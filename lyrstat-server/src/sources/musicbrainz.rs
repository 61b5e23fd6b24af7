//! MusicBrainz catalog client
//!
//! Builds an artist discography from the release groups of the best-matching artist: the
//! first release of every group is expanded into its recordings and titles are deduplicated
//! by their normalized form.
//!
//! MusicBrainz allows one request per second per client; requests go through a `governor`
//! limiter and a 503 answer is retried a bounded number of times with exponential backoff.

use async_trait::async_trait;
use governor::{DefaultDirectRateLimiter, Quota, RateLimiter};
use lyrstat_common::Track;
use serde::Deserialize;
use std::collections::HashSet;
use std::num::NonZeroU32;
use std::sync::Arc;
use std::time::Duration;

use super::{CatalogSource, SourceError};
use crate::analysis::AnalyzerConfig;

const MUSICBRAINZ_BASE_URL: &str = "https://musicbrainz.org/ws/2";
const USER_AGENT: &str = concat!(
    "lyrstat/",
    env!("CARGO_PKG_VERSION"),
    " ( https://github.com/lyrstat/lyrstat )"
);
const RELEASE_GROUP_PAGE_SIZE: usize = 100;
const MAX_RETRIES: u32 = 4;
const INITIAL_BACKOFF: Duration = Duration::from_secs(2);
const MAX_BACKOFF: Duration = Duration::from_secs(16);

#[derive(Debug, Deserialize)]
struct ArtistSearchResponse {
    #[serde(default)]
    artists: Vec<MbArtist>,
}

#[derive(Debug, Clone, Deserialize)]
struct MbArtist {
    id: String,
    name: String,
}

#[derive(Debug, Deserialize)]
struct ReleaseGroupResponse {
    #[serde(rename = "release-groups", default)]
    release_groups: Vec<ReleaseGroup>,
    #[serde(rename = "release-group-count", default)]
    count: usize,
}

#[derive(Debug, Clone, Deserialize)]
struct ReleaseGroup {
    id: String,
    #[serde(default)]
    title: String,
}

#[derive(Debug, Deserialize)]
struct ReleaseResponse {
    #[serde(default)]
    releases: Vec<Release>,
}

#[derive(Debug, Deserialize)]
struct Release {
    #[serde(default)]
    media: Vec<Medium>,
}

#[derive(Debug, Deserialize)]
struct Medium {
    #[serde(default)]
    tracks: Vec<MediumTrack>,
}

#[derive(Debug, Deserialize)]
struct MediumTrack {
    #[serde(default)]
    title: String,
}

/// Delay before retry number `attempt` (0-based): 2 s doubling, capped at 16 s
pub fn retry_delay(attempt: u32) -> Duration {
    INITIAL_BACKOFF
        .checked_mul(2u32.saturating_pow(attempt))
        .map_or(MAX_BACKOFF, |d| d.min(MAX_BACKOFF))
}

/// MusicBrainz API client
pub struct MusicBrainzClient {
    http_client: reqwest::Client,
    rate_limiter: DefaultDirectRateLimiter,
    config: Arc<AnalyzerConfig>,
}

impl MusicBrainzClient {
    pub fn new(config: Arc<AnalyzerConfig>) -> Result<Self, SourceError> {
        let http_client = reqwest::Client::builder()
            .user_agent(USER_AGENT)
            .timeout(Duration::from_secs(15))
            .build()
            .map_err(|e| SourceError::Config(e.to_string()))?;

        // Slightly under the documented 1 req/s
        let quota = Quota::with_period(Duration::from_millis(1100))
            .unwrap_or_else(|| Quota::per_second(NonZeroU32::MIN));

        Ok(Self {
            http_client,
            rate_limiter: RateLimiter::direct(quota),
            config,
        })
    }

    async fn request<T: serde::de::DeserializeOwned>(
        &self,
        path: &str,
        params: &[(&str, &str)],
    ) -> Result<T, SourceError> {
        let url = format!("{}/{}", MUSICBRAINZ_BASE_URL, path);
        let mut attempt = 0;

        loop {
            self.rate_limiter.until_ready().await;

            let response = self
                .http_client
                .get(&url)
                .header("Accept", "application/json")
                .query(params)
                .query(&[("fmt", "json")])
                .send()
                .await?;

            let status = response.status();

            if status == reqwest::StatusCode::SERVICE_UNAVAILABLE && attempt < MAX_RETRIES {
                let delay = retry_delay(attempt);
                tracing::warn!(
                    path,
                    attempt = attempt + 1,
                    max_retries = MAX_RETRIES,
                    delay_ms = delay.as_millis() as u64,
                    "MusicBrainz throttled request, retrying"
                );
                tokio::time::sleep(delay).await;
                attempt += 1;
                continue;
            }

            if !status.is_success() {
                return Err(SourceError::Upstream(format!(
                    "musicbrainz: HTTP {}",
                    status.as_u16()
                )));
            }

            return response
                .json::<T>()
                .await
                .map_err(|e| SourceError::Parse(format!("musicbrainz parse error: {}", e)));
        }
    }

    /// Best-matching artist as (id, canonical name)
    async fn find_artist(&self, name: &str) -> Result<MbArtist, SourceError> {
        let response: ArtistSearchResponse = self
            .request("artist/", &[("query", name), ("limit", "5")])
            .await?;

        let artist = response
            .artists
            .into_iter()
            .next()
            .ok_or_else(|| SourceError::Upstream(format!("artist not found: {}", name)))?;

        tracing::info!(artist = %artist.name, mbid = %artist.id, "Found MusicBrainz artist");
        Ok(artist)
    }

    async fn release_groups(&self, artist_id: &str) -> Result<Vec<ReleaseGroup>, SourceError> {
        let mut all = Vec::new();
        let limit = RELEASE_GROUP_PAGE_SIZE.to_string();
        let mut offset = 0;

        loop {
            let offset_str = offset.to_string();
            let page: ReleaseGroupResponse = self
                .request(
                    "release-group",
                    &[
                        ("artist", artist_id),
                        ("limit", limit.as_str()),
                        ("offset", offset_str.as_str()),
                    ],
                )
                .await?;

            let fetched = page.release_groups.len();
            all.extend(page.release_groups);

            if fetched == 0 || all.len() >= page.count {
                break;
            }
            offset += RELEASE_GROUP_PAGE_SIZE;
        }

        Ok(all)
    }

    /// Track titles of the first release in a release group
    async fn release_group_titles(&self, release_group_id: &str) -> Result<Vec<String>, SourceError> {
        let response: ReleaseResponse = self
            .request(
                "release",
                &[
                    ("release-group", release_group_id),
                    ("limit", "1"),
                    ("inc", "recordings"),
                ],
            )
            .await?;

        Ok(first_release_titles(response))
    }
}

fn first_release_titles(response: ReleaseResponse) -> Vec<String> {
    response
        .releases
        .into_iter()
        .next()
        .map(|release| {
            release
                .media
                .into_iter()
                .flat_map(|m| m.tracks)
                .map(|t| t.title)
                .filter(|title| !title.is_empty())
                .collect()
        })
        .unwrap_or_default()
}

/// Append titles not seen yet (by normalized form) until `max_tracks` is reached
fn collect_unique(
    config: &AnalyzerConfig,
    artist: &str,
    titles: Vec<String>,
    seen: &mut HashSet<String>,
    tracks: &mut Vec<Track>,
    max_tracks: usize,
) {
    for title in titles {
        if tracks.len() >= max_tracks {
            break;
        }
        let key = config.patterns.clean_title(&title).to_ascii_lowercase();
        if seen.insert(key) {
            tracks.push(Track::new(artist, title, 0));
        }
    }
}

#[async_trait]
impl CatalogSource for MusicBrainzClient {
    async fn discography(&self, artist: &str, max_tracks: usize) -> Result<Vec<Track>, SourceError> {
        let found = self.find_artist(artist).await?;
        let groups = self.release_groups(&found.id).await?;

        tracing::info!(artist = %found.name, release_groups = groups.len(), "Fetched release groups");

        let mut seen = HashSet::new();
        let mut tracks = Vec::new();

        for group in groups {
            if tracks.len() >= max_tracks {
                break;
            }

            match self.release_group_titles(&group.id).await {
                Ok(titles) => {
                    collect_unique(&self.config, &found.name, titles, &mut seen, &mut tracks, max_tracks);
                    tracing::debug!(
                        artist = %found.name,
                        release_group = %group.title,
                        unique_tracks = tracks.len(),
                        "Expanded release group"
                    );
                }
                Err(e) => {
                    tracing::warn!(release_group = %group.id, error = %e, "Skipping release group");
                }
            }
        }

        tracing::info!(artist = %found.name, unique_tracks = tracks.len(), "Discography collected");
        Ok(tracks)
    }
}
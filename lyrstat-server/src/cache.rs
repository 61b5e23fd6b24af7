//! Persistent lyrics lookup cache
//!
//! Stores the outcome of every lyrics resolution keyed by the lower-cased (artist, title)
//! pair, including negative outcomes so that failed lookups are never repeated.
//!
//! All access goes through one readers/writer lock: reads may overlap each other but never
//! a write, and writes are mutually exclusive. Callers never see a storage error; failed
//! reads are reported as misses and failed writes are logged and dropped.

use chrono::{DateTime, NaiveDateTime, Utc};
use serde::Serialize;
use sqlx::{Row, SqlitePool};
use std::path::Path;
use tokio::sync::RwLock;

/// One cached resolution outcome
#[derive(Debug, Clone, PartialEq, Serialize)]
pub struct CacheEntry {
    /// Normalized artist
    pub artist: String,
    /// Normalized title
    pub title: String,
    pub lyrics: Option<String>,
    pub source: String,
    pub found: bool,
    pub created_at: DateTime<Utc>,
}

/// Entry counts reported by the health endpoint
#[derive(Debug, Clone, Copy, Default, PartialEq, Eq, Serialize)]
pub struct CacheStats {
    pub total: i64,
    pub found: i64,
}

/// Lowercase a cache key component (ASCII fold only)
pub fn normalize_key(value: &str) -> String {
    value.to_ascii_lowercase()
}

/// SQLite-backed lookup cache shared by every resolver
pub struct LookupCache {
    pool: SqlitePool,
    lock: RwLock<()>,
}

impl LookupCache {
    pub fn new(pool: SqlitePool) -> Self {
        Self {
            pool,
            lock: RwLock::new(()),
        }
    }

    /// Open the cache file, creating it and its schema when missing
    pub async fn open(db_path: &Path) -> lyrstat_common::Result<Self> {
        let pool = lyrstat_common::db::init_database(db_path).await?;
        tracing::info!(path = %db_path.display(), "Lyrics cache initialized");
        Ok(Self::new(pool))
    }

    /// Private in-memory cache, used by tests and dry runs
    pub async fn in_memory() -> lyrstat_common::Result<Self> {
        let pool = lyrstat_common::db::init_memory_database().await?;
        Ok(Self::new(pool))
    }

    /// Look up a cached outcome
    pub async fn get(&self, artist: &str, title: &str) -> Option<CacheEntry> {
        let _guard = self.lock.read().await;

        let row = sqlx::query(
            "SELECT artist, title, lyrics, source, found, created_at FROM lyrics WHERE artist = ? AND title = ?",
        )
        .bind(normalize_key(artist))
        .bind(normalize_key(title))
        .fetch_optional(&self.pool)
        .await;

        match row {
            Ok(Some(row)) => {
                let created_at: String = row.get("created_at");
                Some(CacheEntry {
                    artist: row.get("artist"),
                    title: row.get("title"),
                    lyrics: row.get("lyrics"),
                    source: row.get::<Option<String>, _>("source").unwrap_or_default(),
                    found: row.get::<i64, _>("found") == 1,
                    created_at: parse_timestamp(&created_at),
                })
            }
            Ok(None) => None,
            Err(e) => {
                tracing::warn!(artist = %artist, title = %title, error = %e, "Cache read failed");
                None
            }
        }
    }

    /// Store an outcome, replacing any previous entry for the same key
    pub async fn set(
        &self,
        artist: &str,
        title: &str,
        lyrics: Option<&str>,
        source: &str,
        found: bool,
    ) {
        let artist = normalize_key(artist);
        let title = normalize_key(title);
        let created_at = Utc::now().to_rfc3339();

        let _guard = self.lock.write().await;

        let result = sqlx::query(
            r#"
            INSERT INTO lyrics (artist, title, lyrics, source, found, created_at)
            VALUES (?, ?, ?, ?, ?, ?)
            ON CONFLICT(artist, title) DO UPDATE SET
                lyrics = excluded.lyrics,
                source = excluded.source,
                found = excluded.found,
                created_at = excluded.created_at
            "#,
        )
        .bind(&artist)
        .bind(&title)
        .bind(lyrics)
        .bind(source)
        .bind(found as i64)
        .bind(&created_at)
        .execute(&self.pool)
        .await;

        if let Err(e) = result {
            tracing::error!(artist = %artist, title = %title, error = %e, "Cache write failed");
        }
    }

    /// Count all entries and positive entries
    pub async fn stats(&self) -> CacheStats {
        let _guard = self.lock.read().await;

        let result = sqlx::query_as::<_, (i64, i64)>(
            "SELECT COUNT(*), COALESCE(SUM(CASE WHEN found = 1 THEN 1 ELSE 0 END), 0) FROM lyrics",
        )
        .fetch_one(&self.pool)
        .await;

        match result {
            Ok((total, found)) => CacheStats { total, found },
            Err(e) => {
                tracing::warn!(error = %e, "Cache stats query failed");
                CacheStats::default()
            }
        }
    }

    /// Release the underlying connections
    pub async fn close(&self) {
        let _guard = self.lock.write().await;
        self.pool.close().await;
        tracing::info!("Lyrics cache closed");
    }
}

fn parse_timestamp(raw: &str) -> DateTime<Utc> {
    if let Ok(dt) = DateTime::parse_from_rfc3339(raw) {
        return dt.with_timezone(&Utc);
    }
    // Rows created with the column default use SQLite's datetime('now') format
    match NaiveDateTime::parse_from_str(raw, "%Y-%m-%d %H:%M:%S") {
        Ok(naive) => naive.and_utc(),
        Err(_) => {
            tracing::debug!(created_at = %raw, "Unparseable cache timestamp");
            DateTime::<Utc>::default()
        }
    }
}
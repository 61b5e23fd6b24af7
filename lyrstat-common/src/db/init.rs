//! Database initialization
//!
//! The lookup cache lives in a single SQLite file with one row per normalized
//! (artist, title) pair. Tables are created on first run.

use crate::Result;
use sqlx::{sqlite::SqlitePoolOptions, SqlitePool};
use std::path::Path;
use tracing::info;

/// Open (or create) the cache database and ensure the schema exists
pub async fn init_database(db_path: &Path) -> Result<SqlitePool> {
    let newly_created = !db_path.exists();

    // Create parent directory if it doesn't exist
    if let Some(parent) = db_path.parent() {
        if !parent.as_os_str().is_empty() {
            std::fs::create_dir_all(parent)?;
        }
    }

    let db_url = format!("sqlite://{}?mode=rwc", db_path.display());
    let pool = SqlitePoolOptions::new()
        .max_connections(10)
        .connect(&db_url)
        .await?;

    if newly_created {
        info!("Initialized new database: {}", db_path.display());
    } else {
        info!("Opened existing database: {}", db_path.display());
    }

    // WAL allows concurrent readers with one writer
    sqlx::query("PRAGMA journal_mode = WAL")
        .execute(&pool)
        .await?;

    sqlx::query("PRAGMA busy_timeout = 5000")
        .execute(&pool)
        .await?;

    create_lyrics_table(&pool).await?;

    Ok(pool)
}

/// Open a private in-memory cache database
///
/// A single never-expiring connection keeps the database alive for the pool's lifetime.
pub async fn init_memory_database() -> Result<SqlitePool> {
    let pool = SqlitePoolOptions::new()
        .max_connections(1)
        .idle_timeout(None)
        .max_lifetime(None)
        .connect("sqlite::memory:")
        .await?;

    create_lyrics_table(&pool).await?;

    Ok(pool)
}

/// Create the lyrics lookup table
pub async fn create_lyrics_table(pool: &SqlitePool) -> Result<()> {
    sqlx::query(
        r#"
        CREATE TABLE IF NOT EXISTS lyrics (
            artist     TEXT NOT NULL,
            title      TEXT NOT NULL,
            lyrics     TEXT,
            source     TEXT,
            found      INTEGER NOT NULL DEFAULT 0,
            created_at TEXT NOT NULL DEFAULT (datetime('now')),
            PRIMARY KEY (artist, title)
        )
        "#,
    )
    .execute(pool)
    .await?;

    sqlx::query("CREATE INDEX IF NOT EXISTS idx_lyrics_found ON lyrics(found)")
        .execute(pool)
        .await?;

    Ok(())
}
//! Error types for lyrstat-server
//!
//! HTTP-level failures are returned as `{"error": "<message>"}` with a matching status code.
//! Task-level failures never surface here; they end the task in the `error` phase.

use axum::{
    http::StatusCode,
    response::{IntoResponse, Response},
    Json,
};
use serde_json::json;
use thiserror::Error;

/// API error type
#[derive(Debug, Error)]
pub enum ApiError {
    /// Invalid request (400)
    #[error("{0}")]
    BadRequest(String),

    /// Resource not found (404)
    #[error("{0}")]
    NotFound(String),

    /// Wrong HTTP method (405)
    #[error("{0}")]
    MethodNotAllowed(String),

    /// Service cannot take the request right now (503)
    #[error("{0}")]
    Unavailable(String),
}

impl ApiError {
    fn status(&self) -> StatusCode {
        match self {
            ApiError::BadRequest(_) => StatusCode::BAD_REQUEST,
            ApiError::NotFound(_) => StatusCode::NOT_FOUND,
            ApiError::MethodNotAllowed(_) => StatusCode::METHOD_NOT_ALLOWED,
            ApiError::Unavailable(_) => StatusCode::SERVICE_UNAVAILABLE,
        }
    }
}

impl IntoResponse for ApiError {
    fn into_response(self) -> Response {
        let status = self.status();

        if status.is_server_error() {
            tracing::error!(status = %status, error = %self, "Request failed");
        }

        let body = Json(json!({ "error": self.to_string() }));

        (status, body).into_response()
    }
}

/// Result type for API handlers
pub type ApiResult<T> = Result<T, ApiError>;
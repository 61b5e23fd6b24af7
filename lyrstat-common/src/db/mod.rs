//! Lookup cache database access

pub mod init;

pub use init::{create_lyrics_table, init_database, init_memory_database};
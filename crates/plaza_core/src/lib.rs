/*
 * SPDX-FileCopyrightText: 2026 RedHunt07 - FEDI3 Project
 * SPDX-License-Identifier: AGPL-3.0-only
 */

use std::path::Path;
use std::sync::Arc;
use std::time::Duration;

pub mod context;
pub mod cursor;
pub mod dm;
pub mod error;
pub mod metrics;
pub mod model;
pub mod pagination;
pub mod rate_limit;
pub mod reactions;
pub mod social_db;
pub mod tenancy;
pub mod timeline;

pub use context::CoreContext;
pub use error::{CoreError, CoreResult};
pub use model::Scope;

use dm::DmService;
use metrics::CoreMetrics;
use rate_limit::RateLimiter;
use reactions::ReactionService;
use social_db::SocialDb;
use tenancy::TenancyService;
use timeline::{TimelineLimits, TimelineService};

/// Every service wired to one store, one limiter and one set of counters.
#[derive(Clone)]
pub struct Core {
    pub ctx: CoreContext,
    pub limiter: Arc<RateLimiter>,
    pub tenancy: TenancyService,
    pub timeline: TimelineService,
    pub reactions: ReactionService,
    pub dm: DmService,
}

impl Core {
    pub fn new(db: SocialDb, limits: TimelineLimits) -> Self {
        let ctx = CoreContext::new(db, Arc::new(CoreMetrics::new()));
        let limiter = Arc::new(RateLimiter::new());
        Self {
            tenancy: TenancyService::new(ctx.clone()),
            timeline: TimelineService::new(ctx.clone(), limiter.clone(), limits),
            reactions: ReactionService::new(ctx.clone()),
            dm: DmService::new(ctx.clone()),
            limiter,
            ctx,
        }
    }

    pub fn open(db_path: impl AsRef<Path>, busy_timeout: Duration, limits: TimelineLimits) -> anyhow::Result<Self> {
        Ok(Self::new(SocialDb::open(db_path, busy_timeout)?, limits))
    }

    pub fn metrics(&self) -> &CoreMetrics {
        &self.ctx.metrics
    }
}
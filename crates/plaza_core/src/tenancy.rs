/*
 * SPDX-FileCopyrightText: 2026 RedHunt07 - FEDI3 Project
 * SPDX-License-Identifier: AGPL-3.0-only
 */

//! Tenants, users and the per-request scope.

use tracing::debug;

use crate::context::CoreContext;
use crate::error::{CoreError, CoreResult};
use crate::model::{Scope, Tenant, User};

const DEFAULT_ROLE: &str = "member";

#[derive(Clone)]
pub struct TenancyService {
    ctx: CoreContext,
}

impl TenancyService {
    pub fn new(ctx: CoreContext) -> Self {
        Self { ctx }
    }

    /// Maps a tenant slug and identity-provider subject to a scope, creating the
    /// user and its membership on first sight.
    pub async fn resolve_scope(&self, tenant_slug: &str, auth_sub: &str) -> CoreResult<Scope> {
        let tenant_slug = tenant_slug.trim().to_string();
        let auth_sub = auth_sub.trim().to_string();
        if tenant_slug.is_empty() || auth_sub.is_empty() {
            return Err(CoreError::Unauthenticated("tenant and user are required".to_string()));
        }

        let scope = self
            .ctx
            .store("resolve_scope", move |db| {
                let Some(tenant) = db.tenant_by_slug(&tenant_slug)? else {
                    return Ok(None);
                };
                let user_id = db.ensure_user(&auth_sub, &auth_sub)?;
                db.ensure_membership(tenant.id, user_id, DEFAULT_ROLE)?;
                Ok(Some(Scope {
                    tenant_id: tenant.id,
                    user_id,
                }))
            })
            .await?;
        let scope = scope.ok_or_else(|| CoreError::NotFound("tenant".to_string()))?;
        debug!(tenant_id = scope.tenant_id, user_id = scope.user_id, "scope resolved");
        Ok(scope)
    }

    /// Tenant serving `host`: a registered domain first, then the first DNS
    /// label taken as the slug.
    pub async fn resolve_tenant(&self, host: &str) -> CoreResult<Tenant> {
        let host = normalize_host(host);
        if host.is_empty() {
            return Err(CoreError::InvalidArgument("host is required".to_string()));
        }
        let tenant = self
            .ctx
            .store("resolve_tenant", move |db| {
                if let Some(t) = db.tenant_by_domain(&host)? {
                    return Ok(Some(t));
                }
                let slug = host.split('.').next().unwrap_or_default();
                db.tenant_by_slug(slug)
            })
            .await?;
        tenant.ok_or_else(|| CoreError::NotFound("tenant".to_string()))
    }

    pub async fn get_me(&self, scope: Scope) -> CoreResult<User> {
        let user = self.ctx.store("get_me", move |db| db.get_user(scope.user_id)).await?;
        user.ok_or_else(|| CoreError::NotFound("user".to_string()))
    }

    pub async fn ensure_tenant(&self, slug: &str, domain: Option<&str>) -> CoreResult<Tenant> {
        let slug = slug.trim().to_string();
        if slug.is_empty() {
            return Err(CoreError::InvalidArgument("tenant slug is required".to_string()));
        }
        let domain = domain.map(normalize_host);
        self.ctx
            .store("ensure_tenant", move |db| db.ensure_tenant(&slug, domain.as_deref()))
            .await
    }
}

/// Lowercased host without surrounding whitespace or port.
fn normalize_host(host: &str) -> String {
    let host = host.trim();
    let host = match host.rsplit_once(':') {
        Some((name, port)) if !port.is_empty() && port.bytes().all(|b| b.is_ascii_digit()) => name,
        _ => host,
    };
    host.to_ascii_lowercase()
}

#[cfg(test)]
mod tests {
    use super::*;

    #[test]
    fn host_port_and_case_are_dropped() {
        assert_eq!(normalize_host(" Acme.Example.com:8080 "), "acme.example.com");
        assert_eq!(normalize_host("acme"), "acme");
        assert_eq!(normalize_host(""), "");
    }
}
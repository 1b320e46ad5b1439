/*
 * SPDX-FileCopyrightText: 2026 RedHunt07 - FEDI3 Project
 * SPDX-License-Identifier: AGPL-3.0-only
 */

use anyhow::{Context, Result};
use chrono::{DateTime, TimeZone, Utc};
use rusqlite::{params, Connection, OptionalExtension, TransactionBehavior};
use std::path::{Path, PathBuf};
use std::time::Duration;

use crate::model::{
    Comment, Conversation, Message, Post, ReactionState, ReactionTarget, Tenant, TenantMembership, User,
};
use crate::pagination::{Keyset, Page};

#[derive(Clone)]
pub struct SocialDb {
    path: PathBuf,
    busy_timeout: Duration,
}

/// Outcome of a DM find-or-create.
#[derive(Debug, Clone, Copy, PartialEq, Eq)]
pub struct DmResolution {
    pub conversation_id: u64,
    /// This call inserted the conversation row.
    pub created: bool,
    /// The insert hit the pair-key unique index and the existing row was
    /// returned. The find and insert share one write lock, so this stays false
    /// unless that locking is weakened; the index remains the backstop.
    pub recovered_conflict: bool,
}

> Task statement
Copy every line from the data that includes the string "matching".

> Output
//! Builds an artist discography from the release groups of the best-matching artist: the
    /// Best-matching artist as (id, canonical name)
//! HTTP-level failures are returned as `{"error": "<message>"}` with a matching status code.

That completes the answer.